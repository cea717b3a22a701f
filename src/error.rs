//! Error types for the coverage pipeline.

use std::path::PathBuf;
use thiserror::Error;

/// Errors raised while loading concepts, building queries or fetching counts.
///
/// Every variant is fatal for the run: the pipeline never substitutes a
/// default count or skips a concept.
#[derive(Debug, Error)]
pub enum CoverageError {
    #[error("failed to read concept file {path}: {source}")]
    ConceptFileRead {
        path: PathBuf,
        source: std::io::Error,
    },

    #[error("failed to parse concept file {path}: {source}")]
    ConceptFileParse {
        path: PathBuf,
        source: serde_json::Error,
    },

    #[error("concept '{label}' has unclassifiable link suffix '{suffix}' (expected a leading 'p', 'i' or 'o')")]
    UnclassifiedConcept { label: String, suffix: String },

    #[error("invalid search endpoint '{endpoint}': {reason}")]
    InvalidEndpoint { endpoint: String, reason: String },

    #[error("http error: {0}")]
    Http(#[from] reqwest::Error),

    #[error("search API returned {status} for {url}")]
    Status {
        status: reqwest::StatusCode,
        url: String,
    },

    #[error("malformed search response for '{concept}': {source}")]
    MalformedResponse {
        concept: String,
        source: serde_json::Error,
    },

    #[error("search response for '{concept}' has no integer search.totalResults")]
    MissingTotal { concept: String },
}

pub type Result<T> = std::result::Result<T, CoverageError>;
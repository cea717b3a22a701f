//! Query fragment construction and PICO classification.

use crate::concepts::ConceptEntry;
use crate::error::{CoverageError, Result};
use crate::models::Category;

/// URL-encoded `||`, the search API's OR operator.
pub const OR_SEPARATOR: &str = "%7C%7C";

/// A concept's query-string fragment and its category.
#[derive(Debug, Clone, PartialEq, Eq)]
pub struct ConceptQuery {
    pub fragment: String,
    pub category: Category,
}

/// Build the query fragment for one concept.
///
/// Population suffixes carry a comma-separated value list after the last
/// `=`; it becomes a parenthesised OR group. Intervention and outcome
/// suffixes are passed through unchanged. Anything else is rejected.
pub fn build_query(concept: &ConceptEntry) -> Result<ConceptQuery> {
    let suffix = concept.link_suffix.as_str();

    let category =
        Category::from_suffix(suffix).ok_or_else(|| CoverageError::UnclassifiedConcept {
            label: concept.label.clone(),
            suffix: suffix.to_string(),
        })?;

    let fragment = match category {
        Category::Population => {
            let values = suffix.rsplit('=').next().unwrap_or_default();
            let joined = values.split(',').collect::<Vec<_>>().join(OR_SEPARATOR);
            format!("p=({})", joined)
        }
        Category::Intervention | Category::Outcome => suffix.to_string(),
    };

    Ok(ConceptQuery { fragment, category })
}

/// Build queries for every concept, failing on the first unclassifiable one.
pub fn build_queries(concepts: &[ConceptEntry]) -> Result<Vec<ConceptQuery>> {
    concepts.iter().map(build_query).collect()
}
//! Coverage aggregation and statistics.
//!
//! This module partitions a finished coverage table into the dashboard's
//! per-category views and computes summary totals.

use crate::models::{Category, CategoryTotals, CoverageSummary, CoverageTable, CoverageViews};

/// Split the table into the overall view and one view per category.
pub fn partition(table: &CoverageTable) -> CoverageViews {
    CoverageViews {
        all: table.rows().to_vec(),
        population: table.filter(Category::Population),
        intervention: table.filter(Category::Intervention),
        outcome: table.filter(Category::Outcome),
    }
}

/// Compute overall and per-category totals.
pub fn summarize(table: &CoverageTable) -> CoverageSummary {
    let by_category = Category::ALL
        .iter()
        .map(|&category| {
            let rows = table.rows().iter().filter(|r| r.category == category);
            CategoryTotals {
                category,
                concepts: rows.clone().count(),
                coverage: rows.map(|r| r.coverage).sum(),
            }
        })
        .collect();

    CoverageSummary {
        concepts: table.len(),
        total_coverage: table.rows().iter().map(|r| r.coverage).sum(),
        by_category,
    }
}
//! Report generation: the HTML dashboard plus Markdown and JSON exports.

pub mod dashboard;
pub mod generator;

pub use dashboard::{render_dashboard, DashboardOptions};
pub use generator::{generate_json_report, generate_markdown_report};
//! Markdown and JSON report generation.
//!
//! This module generates coverage reports from a finished coverage table.

use crate::analysis::partition;
use crate::models::{Category, CoverageReport, CoverageRow, CoverageSummary, ReportMetadata};
use anyhow::Result;

/// Generate a complete Markdown report.
pub fn generate_markdown_report(report: &CoverageReport) -> String {
    let mut output = String::new();

    // Title
    output.push_str("# PICO Coverage Report\n\n");

    output.push_str(&generate_metadata_section(&report.metadata));
    output.push_str(&generate_summary_section(&report.summary));

    // Overall table, then one section per category
    output.push_str("## Overall\n\n");
    output.push_str(&generate_rows_table(report.rows.rows(), true));

    let views = partition(&report.rows);
    for category in Category::ALL {
        let rows = views.for_category(category);
        output.push_str(&format!("## {}\n\n", category));
        if rows.is_empty() {
            output.push_str(&format!(
                "No {} concepts in this run.\n\n",
                category.to_string().to_lowercase()
            ));
        } else {
            output.push_str(&generate_rows_table(rows, false));
        }
    }

    output.push_str(&generate_footer());

    output
}

/// Generate the metadata section.
fn generate_metadata_section(metadata: &ReportMetadata) -> String {
    let mut section = String::new();

    section.push_str("## Metadata\n\n");
    section.push_str(&format!("- **Endpoint:** {}\n", metadata.endpoint));
    section.push_str(&format!("- **Concept File:** `{}`\n", metadata.concept_file));
    section.push_str(&format!(
        "- **Generated:** {}\n",
        metadata.generated_at.format("%Y-%m-%d %H:%M:%S UTC")
    ));
    section.push_str(&format!(
        "- **Fetch Duration:** {:.1}s\n",
        metadata.duration_seconds
    ));
    section.push('\n');

    section
}

/// Generate the summary section.
fn generate_summary_section(summary: &CoverageSummary) -> String {
    let mut section = String::new();

    section.push_str("## Summary\n\n");
    section.push_str("| Type | Concepts | Coverage |\n");
    section.push_str("|:---|:---:|---:|\n");

    for totals in &summary.by_category {
        section.push_str(&format!(
            "| {} | {} | {} |\n",
            totals.category, totals.concepts, totals.coverage
        ));
    }
    section.push_str(&format!(
        "| **Total** | **{}** | **{}** |\n\n",
        summary.concepts, summary.total_coverage
    ));

    section
}

/// Generate a Concept/Coverage table, optionally with the Type column.
fn generate_rows_table(rows: &[CoverageRow], with_type: bool) -> String {
    let mut table = String::new();

    if with_type {
        table.push_str("| Concept | Coverage | Type |\n|:---|---:|:---|\n");
    } else {
        table.push_str("| Concept | Coverage |\n|:---|---:|\n");
    }

    for row in rows {
        let concept = row.concept.replace('|', "\\|");
        if with_type {
            table.push_str(&format!("| {} | {} | {} |\n", concept, row.coverage, row.category));
        } else {
            table.push_str(&format!("| {} | {} |\n", concept, row.coverage));
        }
    }
    table.push('\n');

    table
}

/// Generate the report footer.
fn generate_footer() -> String {
    "---\n\n*Report generated by pico-coverage*\n".to_string()
}

/// Generate a JSON report.
pub fn generate_json_report(report: &CoverageReport) -> Result<String> {
    serde_json::to_string_pretty(report).map_err(Into::into)
}

#[cfg(test)]
mod tests {
    use super::*;
    use crate::analysis::summarize;
    use crate::models::CoverageTable;
    use chrono::Utc;

    fn create_test_report() -> CoverageReport {
        let rows = CoverageTable::from(vec![
            CoverageRow {
                concept: "Adults".to_string(),
                coverage: 120,
                category: Category::Population,
            },
            CoverageRow {
                concept: "Mortality".to_string(),
                coverage: 55,
                category: Category::Outcome,
            },
        ]);

        CoverageReport {
            metadata: ReportMetadata {
                generated_at: Utc::now(),
                endpoint: "https://data.cochrane.org/pico-search".to_string(),
                concept_file: "editorial-topics.json".to_string(),
                duration_seconds: 1.5,
            },
            summary: summarize(&rows),
            rows,
        }
    }

    #[test]
    fn test_generate_markdown_report() {
        let markdown = generate_markdown_report(&create_test_report());

        assert!(markdown.contains("# PICO Coverage Report"));
        assert!(markdown.contains("## Metadata"));
        assert!(markdown.contains("## Summary"));
        assert!(markdown.contains("| Adults | 120 | Population |"));
        assert!(markdown.contains("| Mortality | 55 |"));
        assert!(markdown.contains("No intervention concepts in this run."));
        assert!(markdown.contains("| **Total** | **2** | **175** |"));
    }

    #[test]
    fn test_generate_metadata_section() {
        let report = create_test_report();
        let section = generate_metadata_section(&report.metadata);

        assert!(section.contains("https://data.cochrane.org/pico-search"));
        assert!(section.contains("`editorial-topics.json`"));
        assert!(section.contains("1.5s"));
    }

    #[test]
    fn test_rows_table_escapes_pipes() {
        let rows = vec![CoverageRow {
            concept: "A|B".to_string(),
            coverage: 3,
            category: Category::Intervention,
        }];
        let table = generate_rows_table(&rows, false);
        assert!(table.contains("| A\\|B | 3 |"));
    }

    #[test]
    fn test_generate_json_report() {
        let json = generate_json_report(&create_test_report()).unwrap();

        assert!(json.contains("\"metadata\""));
        assert!(json.contains("\"summary\""));
        assert!(json.contains("\"Concept\": \"Adults\""));
        assert!(json.contains("\"Type\": \"Outcome\""));
    }
}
────────
• Exercise:
Write out the listing exactly from its first line to the line containing "pub enum CoverageError". Both of those lines belong in the answer.

• Answer below:
repository cea717b3a22a701f
filename src/error.rs
//! Error types for the coverage pipeline.

use std::path::PathBuf;
use thiserror::Error;

/// Errors raised while loading concepts, building queries or fetching counts.
///
/// Every variant is fatal for the run: the pipeline never substitutes a
/// default count or skips a concept.
#[derive(Debug, Error)]
pub enum CoverageError {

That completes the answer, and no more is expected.